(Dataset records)
━━━━━━━━

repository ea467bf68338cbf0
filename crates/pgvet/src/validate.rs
//! Top-level validation entry points.

use pg_query::protobuf::RawStmt;
use pg_query::NodeEnum;

use crate::ast;
use crate::error::{VetError, VetResult};
use crate::params::Param;
use crate::schema::Schema;
use crate::scope::VetContext;
use crate::stmt;

/// Validate a single SQL statement against `schema`.
///
/// Returns the positional placeholders the statement uses, ascending and
/// de-duplicated. Inputs with zero or more than one statement are rejected.
pub fn validate_query(schema: &Schema, sql: &str) -> VetResult<Vec<Param>> {
    let parsed = pg_query::parse(sql)?;
    let stmts = &parsed.protobuf.stmts;
    if stmts.is_empty() {
        return Err(VetError::EmptyStatement);
    }
    if stmts.len() > 1 {
        return Err(VetError::MultipleStatements);
    }
    validate_raw(schema, &stmts[0])
}

/// Validate a string containing any number of statements.
///
/// Each statement is validated independently against a fresh context; the
/// result holds one placeholder list per statement. The first failing
/// statement aborts the whole call.
pub fn validate_queries(schema: &Schema, sql: &str) -> VetResult<Vec<Vec<Param>>> {
    let parsed = pg_query::parse(sql)?;
    if parsed.protobuf.stmts.is_empty() {
        return Err(VetError::EmptyStatement);
    }
    parsed
        .protobuf
        .stmts
        .iter()
        .map(|raw| validate_raw(schema, raw))
        .collect()
}

fn validate_raw(schema: &Schema, raw: &RawStmt) -> VetResult<Vec<Param>> {
    let Some(kind) = raw.stmt.as_deref().and_then(|node| node.node.as_ref()) else {
        return Err(VetError::InvalidStatementKind);
    };
    tracing::debug!(statement = %ast::kind_name(kind), "validating statement");

    let mut ctx = VetContext::new(schema);
    let (params, _projection) = match kind {
        NodeEnum::SelectStmt(select) => stmt::validate_select(&mut ctx, select)?,
        NodeEnum::InsertStmt(insert) => stmt::validate_insert(&mut ctx, insert)?,
        NodeEnum::UpdateStmt(update) => stmt::validate_update(&mut ctx, update)?,
        NodeEnum::DeleteStmt(delete) => stmt::validate_delete(&mut ctx, delete)?,
        // Schema management and session statements reference no columns to
        // check.
        NodeEnum::DropStmt(_)
        | NodeEnum::TruncateStmt(_)
        | NodeEnum::AlterTableStmt(_)
        | NodeEnum::CreateSchemaStmt(_)
        | NodeEnum::VariableSetStmt(_) => (Vec::new(), Vec::new()),
        other => return Err(VetError::UnsupportedStatement(ast::kind_name(other))),
    };
    Ok(params)
}
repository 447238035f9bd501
//! Filesystem asset publisher.

use super::AssetPublisher;
use crate::error::{ConvertError, Result};
use std::fs;
use std::path::{Path, PathBuf};
use url::Url;

/// Copies assets into a directory served under `base_url`.
#[derive(Debug, Clone)]
pub struct DirectoryPublisher {
    dir: PathBuf,
    base_url: Url,
}

impl DirectoryPublisher {
    pub fn new(dir: impl Into<PathBuf>, base_url: &str) -> Result<Self> {
        let base_url = asset_base(base_url)?;
        Ok(DirectoryPublisher {
            dir: dir.into(),
            base_url,
        })
    }
}

impl AssetPublisher for DirectoryPublisher {
    fn publish(&self, local: &Path, public_name: &str) -> Result<String> {
        fs::create_dir_all(&self.dir)?;
        let target = self.dir.join(public_name);
        if local != target {
            fs::copy(local, &target)?;
        }
        asset_url(&self.base_url, public_name)
    }
}

/// Parse a base URL for assets, forcing a trailing slash so joins append.
pub fn asset_base(base: &str) -> Result<Url> {
    let normalized = if base.ends_with('/') {
        base.to_string()
    } else {
        format!("{base}/")
    };
    Url::parse(&normalized)
        .map_err(|err| ConvertError::Render(format!("invalid asset base URL '{base}': {err}")))
}

pub fn asset_url(base: &Url, filename: &str) -> Result<String> {
    base.join(filename)
        .map(String::from)
        .map_err(|err| ConvertError::Render(format!("cannot build asset URL for '{filename}': {err}")))
}
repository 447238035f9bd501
//! Error types for conversion operations
//!
//! Only fatal conditions live here. Everything a reviewer should see but that
//! does not stop a conversion (missing children, unresolved links, duplicate
//! ids) is a [`Diagnostic`](crate::report::Diagnostic) instead.

use std::path::PathBuf;
use std::time::Duration;
use thiserror::Error;

/// Failures of the cross-reference store. All of them abort the conversion.
#[derive(Error, Debug)]
pub enum StoreError {
    #[error("store I/O error on '{path}': {source}")]
    Io {
        path: PathBuf,
        #[source]
        source: std::io::Error,
    },

    #[error("store file '{path}' is not a valid JSON object: {source}")]
    Corrupt {
        path: PathBuf,
        #[source]
        source: serde_json::Error,
    },

    #[error("timed out after {waited:?} waiting for lock '{path}'")]
    LockTimeout { path: PathBuf, waited: Duration },
}

impl StoreError {
    pub(crate) fn io(path: impl Into<PathBuf>, source: std::io::Error) -> Self {
        StoreError::Io {
            path: path.into(),
            source,
        }
    }
}

/// Errors that abort a whole conversion.
#[derive(Error, Debug)]
pub enum ConvertError {
    /// The source stream is not well-formed XML.
    #[error("malformed XML at byte {position}: {message}")]
    Source { position: u64, message: String },

    #[error(transparent)]
    Store(#[from] StoreError),

    #[error("I/O error: {0}")]
    Io(#[from] std::io::Error),

    #[error("intermediate tree error: {0}")]
    Tree(#[from] serde_json::Error),

    /// The registry has no entry for the document being converted.
    #[error("document '{0}' is not listed in the registry")]
    UnknownDocument(String),

    #[error("building the tree of '{0}' needs a tree dump path")]
    MissingTreePath(String),

    #[error("render error: {0}")]
    Render(String),
}

/// A formula could not be converted. The generator degrades to the plain
/// text of the formula and records a diagnostic.
#[derive(Error, Debug, Clone, PartialEq, Eq)]
pub enum FormulaError {
    #[error("formula is not well-formed MathML: {0}")]
    Parse(String),

    #[error("formula command failed: {0}")]
    Command(String),

    #[error("formula could not be serialised: {0}")]
    Serialize(String),
}

pub type Result<T, E = ConvertError> = std::result::Result<T, E>;
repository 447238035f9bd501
mod properties;
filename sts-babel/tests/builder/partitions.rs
//! Partition stream: order, chunking and the JSON codec.

use crate::common::fixture;
use sts_babel::registry::DocumentVariant;
use sts_babel::tree::{replay, BuilderOptions, Partition, PartitionWriter, Tag, TreeBuilder};
use sts_babel::xref::MemoryXrefs;

#[test]
fn written_tree_replays_to_the_same_partitions() {
    let xml = fixture("sample.xml");
    let mut xrefs = MemoryXrefs::new();
    let mut direct = Vec::new();
    TreeBuilder::new(BuilderOptions::new("DOC"), &mut xrefs)
        .build(xml.as_bytes(), &mut direct)
        .expect("build");

    let mut xrefs = MemoryXrefs::new();
    let mut writer = PartitionWriter::new(Vec::new());
    TreeBuilder::new(BuilderOptions::new("DOC").with_resource_dir("./img"), &mut xrefs)
        .build(xml.as_bytes(), &mut writer)
        .expect("build");
    let json = writer.finish().expect("finish");

    let mut replayed: Vec<Partition> = Vec::new();
    let header = replay(json.as_slice(), &mut replayed).expect("replay");
    assert_eq!(header.document_id, "DOC");
    assert_eq!(header.resource_dir, "./img");
    assert_eq!(replayed.len(), direct.len());
    for (a, b) in replayed.iter().zip(&direct) {
        assert_eq!(a.sub_part_id, b.sub_part_id);
        assert_eq!(a.continued, b.continued);
        assert_eq!(a.root.size(), b.root.size());
        assert_eq!(a.root.anchor_id, b.root.anchor_id);
    }
}

#[test]
fn sample_partitions_follow_document_order() {
    let xml = fixture("sample.xml");
    let mut xrefs = MemoryXrefs::new();
    let mut partitions = Vec::new();
    TreeBuilder::new(BuilderOptions::new("DOC"), &mut xrefs)
        .build(xml.as_bytes(), &mut partitions)
        .expect("build");
    let ids: Vec<_> = partitions.iter().map(|p| p.sub_part_id.as_str()).collect();
    assert_eq!(ids, vec!["root", "front", "body", "back"]);
    assert_eq!(partitions[2].root.tag, Tag::Body);
}

#[test]
fn flat_documents_split_first_level_sections() {
    let xml = fixture("sample.xml");
    let mut xrefs = MemoryXrefs::new();
    let mut partitions = Vec::new();
    TreeBuilder::new(
        BuilderOptions::new("FLAT").with_variant(DocumentVariant::Flat),
        &mut xrefs,
    )
    .build(xml.as_bytes(), &mut partitions)
    .expect("build");
    let ids: Vec<_> = partitions.iter().map(|p| p.sub_part_id.as_str()).collect();
    assert_eq!(ids, vec!["root", "front", "body", "sec_1", "sec_2", "back"]);
    // The nested section stays inside its first-level parent.
    let sec_2 = &partitions[4].root;
    assert!(sec_2.find_by_customer_id("sec-2-1").is_some());
}
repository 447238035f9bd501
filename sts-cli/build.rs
use clap::{Arg, ArgAction, Command, ValueHint};
use clap_complete::{generate_to, shells::*};
use std::env;
use std::io::Error;

// Mirror of the command tree in src/main.rs; build scripts can't reach src/.
fn document_arg() -> Arg {
    Arg::new("document")
        .help("Registry id of the document")
        .required(true)
        .index(1)
        .value_hint(ValueHint::Other)
}

fn file_arg(name: &'static str, index: usize) -> Arg {
    Arg::new(name)
        .required(true)
        .index(index)
        .value_hint(ValueHint::FilePath)
}

fn main() -> Result<(), Error> {
    let outdir = match env::var_os("OUT_DIR") {
        None => return Ok(()),
        Some(outdir) => outdir,
    };

    let mut cmd = Command::new("stsconv")
        .version(env!("CARGO_PKG_VERSION"))
        .about("Convert standards XML documents into target markup")
        .arg_required_else_help(true)
        .arg(
            Arg::new("list-documents")
                .long("list-documents")
                .action(ArgAction::SetTrue)
                .global(true),
        )
        .arg(
            Arg::new("config")
                .long("config")
                .value_hint(ValueHint::FilePath)
                .global(true),
        )
        .arg(Arg::new("log-level").long("log-level").global(true))
        .subcommand(
            Command::new("convert")
                .arg(document_arg())
                .arg(file_arg("source", 2))
                .arg(
                    Arg::new("output")
                        .long("output")
                        .short('o')
                        .value_hint(ValueHint::FilePath),
                )
                .arg(
                    Arg::new("tree-dump")
                        .long("tree-dump")
                        .value_hint(ValueHint::FilePath),
                )
                .arg(
                    Arg::new("resource-dir")
                        .long("resource-dir")
                        .value_hint(ValueHint::DirPath),
                )
                .arg(
                    Arg::new("report")
                        .long("report")
                        .value_parser(["text", "json"]),
                ),
        )
        .subcommand(
            Command::new("tree")
                .arg(document_arg())
                .arg(file_arg("source", 2))
                .arg(file_arg("tree", 3))
                .arg(
                    Arg::new("resource-dir")
                        .long("resource-dir")
                        .value_hint(ValueHint::DirPath),
                ),
        )
        .subcommand(
            Command::new("render")
                .arg(document_arg())
                .arg(file_arg("tree", 2))
                .arg(
                    Arg::new("output")
                        .long("output")
                        .short('o')
                        .value_hint(ValueHint::FilePath),
                ),
        )
        .subcommand(
            Command::new("xref")
                .subcommand(Command::new("get").arg(Arg::new("id").required(true).index(1)))
                .subcommand(
                    Command::new("list").arg(Arg::new("document").long("document")),
                )
                .subcommand(Command::new("delete").arg(Arg::new("id").required(true).index(1)))
                .subcommand(
                    Command::new("rebuild")
                        .arg(document_arg())
                        .arg(file_arg("source", 2)),
                ),
        );

    generate_to(Bash, &mut cmd, "stsconv", &outdir)?;
    generate_to(Zsh, &mut cmd, "stsconv", &outdir)?;
    generate_to(Fish, &mut cmd, "stsconv", &outdir)?;

    println!("cargo:warning=Shell completions generated in {outdir:?}");

    Ok(())
}
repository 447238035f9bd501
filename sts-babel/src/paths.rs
use pathdiff::diff_paths;
use std::path::Path;

/// Express `path` relative to `base` with forward slashes, the way resource
/// directories are recorded in a tree header. Paths that cannot be made
/// relative are kept as given.
pub(crate) fn relative_resource_dir(path: &Path, base: Option<&Path>) -> String {
    let candidate = match base {
        Some(base) => diff_paths(path, base).unwrap_or_else(|| path.to_path_buf()),
        None => path.to_path_buf(),
    };

    let converted = candidate.to_string_lossy().replace('\\', "/");
    if converted.is_empty() {
        return ".".to_string();
    }
    if converted.starts_with("./")
        || converted.starts_with("../")
        || converted.starts_with('/')
        || converted.contains(':')
        || converted == "."
        || converted == ".."
    {
        converted
    } else {
        format!("./{converted}")
    }
}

━━━━━━━━

» **Your assignment**
Word for word, restate the lines of the data above that fall between the line holding "Filesystem asset publisher." and the line holding "if local != target", inclusive, and no other lines.

» **Exercise result**
//! Filesystem asset publisher.

use super::AssetPublisher;
use crate::error::{ConvertError, Result};
use std::fs;
use std::path::{Path, PathBuf};
use url::Url;

/// Copies assets into a directory served under `base_url`.
#[derive(Debug, Clone)]
pub struct DirectoryPublisher {
    dir: PathBuf,
    base_url: Url,
}

impl DirectoryPublisher {
    pub fn new(dir: impl Into<PathBuf>, base_url: &str) -> Result<Self> {
        let base_url = asset_base(base_url)?;
        Ok(DirectoryPublisher {
            dir: dir.into(),
            base_url,
        })
    }
}

impl AssetPublisher for DirectoryPublisher {
    fn publish(&self, local: &Path, public_name: &str) -> Result<String> {
        fs::create_dir_all(&self.dir)?;
        let target = self.dir.join(public_name);
        if local != target {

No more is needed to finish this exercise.